▸ Task to complete:
Whenever a line in the entries below contains "Instant", copy that line.

Dataset excerpts
════════════════

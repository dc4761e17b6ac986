//! Discovery of one target device among ambient advertisements.
//!
//! `Idle → Scanning → {Found | TimedOut | Failed | cancelled} → Idle`.
//! The scanner never blocks: the owner feeds it advertisements and scan
//! errors as they arrive and polls the deadline with its own clock.
use std::time::{Duration, Instant};

use tracing::{debug, info, trace, warn};
use weigh_traits::{DiscoveredDevice, Link};

use crate::error::{SessionError, SessionResult};
use crate::link_error::{Stage, map_link_error};

#[derive(Debug, Clone, Copy, PartialEq, Eq)]
pub enum ScanState {
    Idle,
    Scanning,
}

/// How a scan resolved. Each scan resolves at most once.
#[derive(Debug, Clone, PartialEq)]
pub enum ScanOutcome {
    Found(DiscoveredDevice),
    TimedOut(Duration),
    Failed(String),
}

#[derive(Debug, Clone)]
pub struct DeviceScanner {
    timeout: Duration,
    state: ScanState,
    target: Option<String>,
    deadline: Option<Instant>,
}

impl DeviceScanner {
    pub fn new(timeout: Duration) -> Self {
        Self {
            timeout,
            state: ScanState::Idle,
            target: None,
            deadline: None,
        }
    }

    pub fn state(&self) -> ScanState {
        self.state
    }

    pub fn is_scanning(&self) -> bool {
        self.state == ScanState::Scanning
    }

    pub fn target(&self) -> Option<&str> {
        self.target.as_deref()
    }

    pub fn deadline(&self) -> Option<Instant> {
        self.deadline
    }

    pub fn timeout(&self) -> Duration {
        self.timeout
    }

    /// Start observing advertisements for `target`. Rejected without side
    /// effects while a scan is already running.
    pub fn start<L: Link>(&mut self, link: &mut L, target: &str, now: Instant) -> SessionResult<()> {
        if self.is_scanning() {
            return Err(SessionError::AlreadyScanning);
        }
        link.start_scan()
            .map_err(|e| map_link_error(Stage::Scan, e.as_ref()))?;
        self.state = ScanState::Scanning;
        self.target = Some(target.to_owned());
        self.deadline = Some(now.checked_add(self.timeout).unwrap_or(now));
        debug!(target, timeout_ms = self.timeout.as_millis(), "scan started");
        Ok(())
    }

    /// Feed one advertisement. Returns `Found` for the first match only.
    pub fn on_advertisement<L: Link>(
        &mut self,
        link: &mut L,
        device: &DiscoveredDevice,
    ) -> Option<ScanOutcome> {
        if !self.is_scanning() {
            return None;
        }
        let target = self.target.as_deref()?;
        if !device.matches(target) {
            trace!(
                identifier = %device.identifier,
                name = device.advertised_name.as_deref().unwrap_or(""),
                "ignoring advertisement"
            );
            return None;
        }
        info!(
            target,
            identifier = %device.identifier,
            "target device found"
        );
        self.finish(link);
        Some(ScanOutcome::Found(device.clone()))
    }

    /// Resolve as `TimedOut` once `now` reaches the deadline.
    pub fn poll_deadline<L: Link>(&mut self, link: &mut L, now: Instant) -> Option<ScanOutcome> {
        if !self.is_scanning() || now < self.deadline? {
            return None;
        }
        warn!(
            target = self.target.as_deref().unwrap_or(""),
            timeout_ms = self.timeout.as_millis(),
            "no matching device before the scan deadline"
        );
        self.finish(link);
        Some(ScanOutcome::TimedOut(self.timeout))
    }

    /// The transport failed mid-scan. No retry.
    pub fn on_scan_error<L: Link>(&mut self, link: &mut L, reason: &str) -> Option<ScanOutcome> {
        if !self.is_scanning() {
            return None;
        }
        warn!(reason, "scan failed");
        self.finish(link);
        Some(ScanOutcome::Failed(reason.to_owned()))
    }

    /// Stop without resolving. Idempotent.
    pub fn cancel<L: Link>(&mut self, link: &mut L) {
        if self.is_scanning() {
            debug!("scan cancelled");
            self.finish(link);
        }
    }

    fn finish<L: Link>(&mut self, link: &mut L) {
        self.state = ScanState::Idle;
        self.target = None;
        self.deadline = None;
        if let Err(e) = link.stop_scan() {
            warn!(error = %e, "stop_scan failed");
        }
    }
}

════════════════

▸ Result below:
use std::time::{Duration, Instant};
    deadline: Option<Instant>,
    pub fn deadline(&self) -> Option<Instant> {
    pub fn start<L: Link>(&mut self, link: &mut L, target: &str, now: Instant) -> SessionResult<()> {
    pub fn poll_deadline<L: Link>(&mut self, link: &mut L, now: Instant) -> Option<ScanOutcome> {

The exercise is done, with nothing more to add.